* **WHAT YOU SHOULD DO**
Give the number of lines below that contain the word "false", and nothing else.
[Opening RECORDS FOR THIS EXERCISE section]
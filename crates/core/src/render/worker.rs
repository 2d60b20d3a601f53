use std::collections::HashSet;
use std::sync::{Condvar, Mutex};
use std::thread::{self, JoinHandle};
use std::time::{Duration, Instant};

use crossbeam_channel::{bounded, unbounded, Receiver, Sender};
use serde::{Deserialize, Serialize};

use super::{FrameResult, LoadResult, RenderBackend, RenderSettings, SongRenderInstance, Throttle};
use crate::drawloop::DebugLevel;
use crate::tempo::SharedTickTable;
use crate::{Result, SoundTileError};

/// Messages exchanged with a render worker.
#[derive(Debug, Clone, PartialEq, Serialize, Deserialize)]
#[serde(tag = "kind", rename_all = "camelCase")]
pub enum RendererMessage {
    Draw {
        time: f64,
        playing: bool,
        #[serde(rename = "debugLevel")]
        debug: DebugLevel,
    },
    DrawResponse(FrameResult),
    Resize {
        width: u32,
        height: u32,
    },
    Settings {
        data: RenderSettings,
    },
    LoadResult(LoadResult),
    Stop,
}

impl RendererMessage {
    pub fn kind(&self) -> MessageKind {
        match self {
            Self::Draw { .. } => MessageKind::Draw,
            Self::DrawResponse(_) => MessageKind::DrawResponse,
            Self::Resize { .. } => MessageKind::Resize,
            Self::Settings { .. } => MessageKind::Settings,
            Self::LoadResult(_) => MessageKind::LoadResult,
            Self::Stop => MessageKind::Stop,
        }
    }
}

#[derive(Debug, Clone, Copy, PartialEq, Eq, Hash)]
pub enum MessageKind {
    Draw,
    DrawResponse,
    Resize,
    Settings,
    LoadResult,
    Stop,
}

/// Allows one unacknowledged request per message kind.
///
/// A second request of the same kind blocks until the ticket of the first is
/// dropped; requests of different kinds proceed independently.
#[derive(Debug, Default)]
pub struct RequestGate {
    busy: Mutex<HashSet<MessageKind>>,
    released: Condvar,
}

impl RequestGate {
    pub fn new() -> Self {
        Self::default()
    }

    pub fn acquire(&self, kind: MessageKind) -> Result<GateTicket<'_>> {
        let mut busy = self
            .busy
            .lock()
            .map_err(|_| SoundTileError::Poisoned("request gate"))?;
        while busy.contains(&kind) {
            busy = self
                .released
                .wait(busy)
                .map_err(|_| SoundTileError::Poisoned("request gate"))?;
        }
        busy.insert(kind);
        Ok(GateTicket { gate: self, kind })
    }

    pub fn in_flight(&self, kind: MessageKind) -> Result<bool> {
        self.busy
            .lock()
            .map(|busy| busy.contains(&kind))
            .map_err(|_| SoundTileError::Poisoned("request gate"))
    }
}

/// Held while a request is waiting for its acknowledgement.
#[derive(Debug)]
pub struct GateTicket<'a> {
    gate: &'a RequestGate,
    kind: MessageKind,
}

impl Drop for GateTicket<'_> {
    fn drop(&mut self) {
        if let Ok(mut busy) = self.gate.busy.lock() {
            busy.remove(&self.kind);
        }
        self.gate.released.notify_all();
    }
}

/// Common surface of the threaded and in-thread renderers.
pub trait Renderer: Send + Sync {
    fn is_worker(&self) -> bool;

    fn draw(&self, time: f64, playing: bool, debug: DebugLevel) -> Result<FrameResult>;

    fn resize(&self, width: u32, height: u32) -> Result<()>;

    fn update_data(&self, settings: RenderSettings) -> Result<LoadResult>;

    /// Table published by the renderer, readable from any thread.
    fn table(&self) -> SharedTickTable;
}

/// Runs a [`SongRenderInstance`] on a dedicated thread.
pub struct WorkerRenderer {
    requests: Sender<RendererMessage>,
    draw_responses: Receiver<FrameResult>,
    load_responses: Receiver<LoadResult>,
    gate: RequestGate,
    table: SharedTickTable,
    handle: Mutex<Option<JoinHandle<()>>>,
}

impl WorkerRenderer {
    pub fn spawn(instance: SongRenderInstance) -> Result<Self> {
        let (requests, inbox) = unbounded();
        let (draw_tx, draw_responses) = bounded(1);
        let (load_tx, load_responses) = bounded(1);
        let table = instance.table();
        let handle = thread::Builder::new()
            .name("sound-tile-render".into())
            .spawn(move || worker_loop(instance, inbox, draw_tx, load_tx))?;
        tracing::debug!("render worker started");
        Ok(Self {
            requests,
            draw_responses,
            load_responses,
            gate: RequestGate::new(),
            table,
            handle: Mutex::new(Some(handle)),
        })
    }

    /// Asks the worker to exit once queued requests are answered, then waits
    /// for it.
    pub fn stop(&self) -> Result<()> {
        let _ = self.requests.send(RendererMessage::Stop);
        let handle = self
            .handle
            .lock()
            .map_err(|_| SoundTileError::Poisoned("render worker handle"))?
            .take();
        if let Some(handle) = handle {
            handle
                .join()
                .map_err(|_| SoundTileError::Worker("render worker panicked".into()))?;
            tracing::debug!("render worker stopped");
        }
        Ok(())
    }

    fn send(&self, message: RendererMessage) -> Result<()> {
        self.requests
            .send(message)
            .map_err(|_| SoundTileError::Worker("render worker is gone".into()))
    }
}

impl Renderer for WorkerRenderer {
    fn is_worker(&self) -> bool {
        true
    }

    fn draw(&self, time: f64, playing: bool, debug: DebugLevel) -> Result<FrameResult> {
        let _ticket = self.gate.acquire(MessageKind::Draw)?;
        self.send(RendererMessage::Draw {
            time,
            playing,
            debug,
        })?;
        self.draw_responses
            .recv()
            .map_err(|_| SoundTileError::Worker("render worker dropped a draw request".into()))
    }

    fn resize(&self, width: u32, height: u32) -> Result<()> {
        self.send(RendererMessage::Resize { width, height })
    }

    fn update_data(&self, settings: RenderSettings) -> Result<LoadResult> {
        let _ticket = self.gate.acquire(MessageKind::Settings)?;
        self.send(RendererMessage::Settings { data: settings })?;
        self.load_responses
            .recv()
            .map_err(|_| SoundTileError::Worker("render worker dropped a settings request".into()))
    }

    fn table(&self) -> SharedTickTable {
        self.table.clone()
    }
}

impl Drop for WorkerRenderer {
    fn drop(&mut self) {
        if let Err(err) = self.stop() {
            tracing::warn!(%err, "render worker did not shut down cleanly");
        }
    }
}

impl std::fmt::Debug for WorkerRenderer {
    fn fmt(&self, f: &mut std::fmt::Formatter<'_>) -> std::fmt::Result {
        f.debug_struct("WorkerRenderer")
            .field("gate", &self.gate)
            .finish_non_exhaustive()
    }
}

fn worker_loop(
    mut instance: SongRenderInstance,
    inbox: Receiver<RendererMessage>,
    draw_responses: Sender<FrameResult>,
    load_responses: Sender<LoadResult>,
) {
    for message in inbox.iter() {
        let delivered = match message {
            RendererMessage::Draw {
                time,
                playing,
                debug,
            } => match instance.draw(time, playing, debug) {
                Ok(frame) => draw_responses.send(frame).is_ok(),
                Err(err) => {
                    tracing::error!(%err, "render worker failed to draw");
                    false
                }
            },
            RendererMessage::Resize { width, height } => {
                instance.resize(width, height);
                true
            }
            RendererMessage::Settings { data } => match instance.update_data(data) {
                Ok(load) => load_responses.send(load).is_ok(),
                Err(err) => {
                    tracing::error!(%err, "render worker failed to load settings");
                    false
                }
            },
            RendererMessage::Stop => false,
            RendererMessage::DrawResponse(_) | RendererMessage::LoadResult(_) => {
                tracing::warn!("render worker ignored a response message");
                true
            }
        };
        if !delivered {
            break;
        }
    }
}

/// Runs a [`SongRenderInstance`] on the calling thread.
#[derive(Debug)]
pub struct FallbackRenderer {
    instance: Mutex<SongRenderInstance>,
    table: SharedTickTable,
}

impl FallbackRenderer {
    pub fn new(instance: SongRenderInstance) -> Self {
        let table = instance.table();
        Self {
            instance: Mutex::new(instance),
            table,
        }
    }

    fn with_instance<T>(&self, f: impl FnOnce(&mut SongRenderInstance) -> Result<T>) -> Result<T> {
        let mut instance = self
            .instance
            .lock()
            .map_err(|_| SoundTileError::Poisoned("render instance"))?;
        f(&mut instance)
    }
}

impl Renderer for FallbackRenderer {
    fn is_worker(&self) -> bool {
        false
    }

    fn draw(&self, time: f64, playing: bool, debug: DebugLevel) -> Result<FrameResult> {
        self.with_instance(|instance| instance.draw(time, playing, debug))
    }

    fn resize(&self, width: u32, height: u32) -> Result<()> {
        self.with_instance(|instance| {
            instance.resize(width, height);
            Ok(())
        })
    }

    fn update_data(&self, settings: RenderSettings) -> Result<LoadResult> {
        self.with_instance(|instance| instance.update_data(settings))
    }

    fn table(&self) -> SharedTickTable {
        self.table.clone()
    }
}

type BackendFactory = Box<dyn Fn() -> Box<dyn RenderBackend>>;

/// Front end used by the draw loop.
///
/// Settings edits are throttled so only the newest pending edit is compiled.
/// If the worker fails, it is replaced for good by an in-thread renderer
/// loaded with the latest settings.
pub struct RendererHost {
    renderer: Box<dyn Renderer>,
    make_backend: BackendFactory,
    settings: RenderSettings,
    throttle: Throttle<RenderSettings>,
    size: Option<(u32, u32)>,
    last_load: LoadResult,
    last_frame: FrameResult,
}

impl RendererHost {
    pub fn new(
        settings: RenderSettings,
        use_worker: bool,
        throttle: Duration,
        make_backend: impl Fn() -> Box<dyn RenderBackend> + 'static,
    ) -> Result<Self> {
        let make_backend: BackendFactory = Box::new(make_backend);
        let instance = SongRenderInstance::new(make_backend());
        let renderer: Box<dyn Renderer> = if use_worker {
            match WorkerRenderer::spawn(instance) {
                Ok(worker) => Box::new(worker),
                Err(err) => {
                    tracing::warn!(%err, "render worker unavailable, drawing in-thread");
                    Box::new(FallbackRenderer::new(SongRenderInstance::new(make_backend())))
                }
            }
        } else {
            Box::new(FallbackRenderer::new(instance))
        };
        let mut host = Self {
            renderer,
            make_backend,
            settings: settings.clone(),
            throttle: Throttle::new(throttle),
            size: None,
            last_load: LoadResult::default(),
            last_frame: FrameResult::default(),
        };
        host.set_settings(settings, Instant::now())?;
        Ok(host)
    }

    pub fn is_worker(&self) -> bool {
        self.renderer.is_worker()
    }

    pub fn has_song(&self) -> bool {
        self.settings.song.is_some()
    }

    pub fn settings(&self) -> &RenderSettings {
        &self.settings
    }

    pub fn load_result(&self) -> LoadResult {
        self.last_load
    }

    pub fn frame_result(&self) -> &FrameResult {
        &self.last_frame
    }

    pub fn table(&self) -> SharedTickTable {
        self.renderer.table()
    }

    /// Records an edit; it is compiled now or once the throttle window ends.
    pub fn set_settings(
        &mut self,
        settings: RenderSettings,
        now: Instant,
    ) -> Result<Option<LoadResult>> {
        self.settings = settings.clone();
        match self.throttle.offer(settings, now) {
            Some(settings) => self.apply(settings).map(Some),
            None => Ok(None),
        }
    }

    /// Compiles a held-back edit once its window has elapsed.
    pub fn poll(&mut self, now: Instant) -> Result<Option<LoadResult>> {
        match self.throttle.poll(now) {
            Some(settings) => self.apply(settings).map(Some),
            None => Ok(None),
        }
    }

    pub fn resize(&mut self, width: u32, height: u32) -> Result<()> {
        self.size = Some((width, height));
        match self.renderer.resize(width, height) {
            Err(err) if self.renderer.is_worker() => self.fall_back(err),
            other => other,
        }
    }

    pub fn draw(&mut self, time: f64, playing: bool, debug: DebugLevel) -> Result<&FrameResult> {
        let frame = match self.renderer.draw(time, playing, debug) {
            Err(err) if self.renderer.is_worker() => {
                self.fall_back(err)?;
                self.renderer.draw(time, playing, debug)?
            }
            other => other?,
        };
        self.last_frame = frame;
        Ok(&self.last_frame)
    }

    fn apply(&mut self, settings: RenderSettings) -> Result<LoadResult> {
        let load = match self.renderer.update_data(settings) {
            Err(err) if self.renderer.is_worker() => {
                // The fallback is loaded with the latest settings already.
                self.fall_back(err)?;
                self.last_load
            }
            other => other?,
        };
        self.last_load = load;
        Ok(load)
    }

    fn fall_back(&mut self, err: SoundTileError) -> Result<()> {
        tracing::warn!(%err, "render worker failed, switching to in-thread renderer");
        let mut instance = SongRenderInstance::new((self.make_backend)());
        if let Some((width, height)) = self.size {
            instance.resize(width, height);
        }
        self.last_load = instance.update_data(self.settings.clone())?;
        self.renderer = Box::new(FallbackRenderer::new(instance));
        Ok(())
    }
}

impl std::fmt::Debug for RendererHost {
    fn fmt(&self, f: &mut std::fmt::Formatter<'_>) -> std::fmt::Result {
        f.debug_struct("RendererHost")
            .field("is_worker", &self.renderer.is_worker())
            .field("pending", &self.throttle.has_pending())
            .field("last_load", &self.last_load)
            .finish_non_exhaustive()
    }
}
[Closing RECORDS FOR THIS EXERCISE section]
* **TASK ANSWER**
4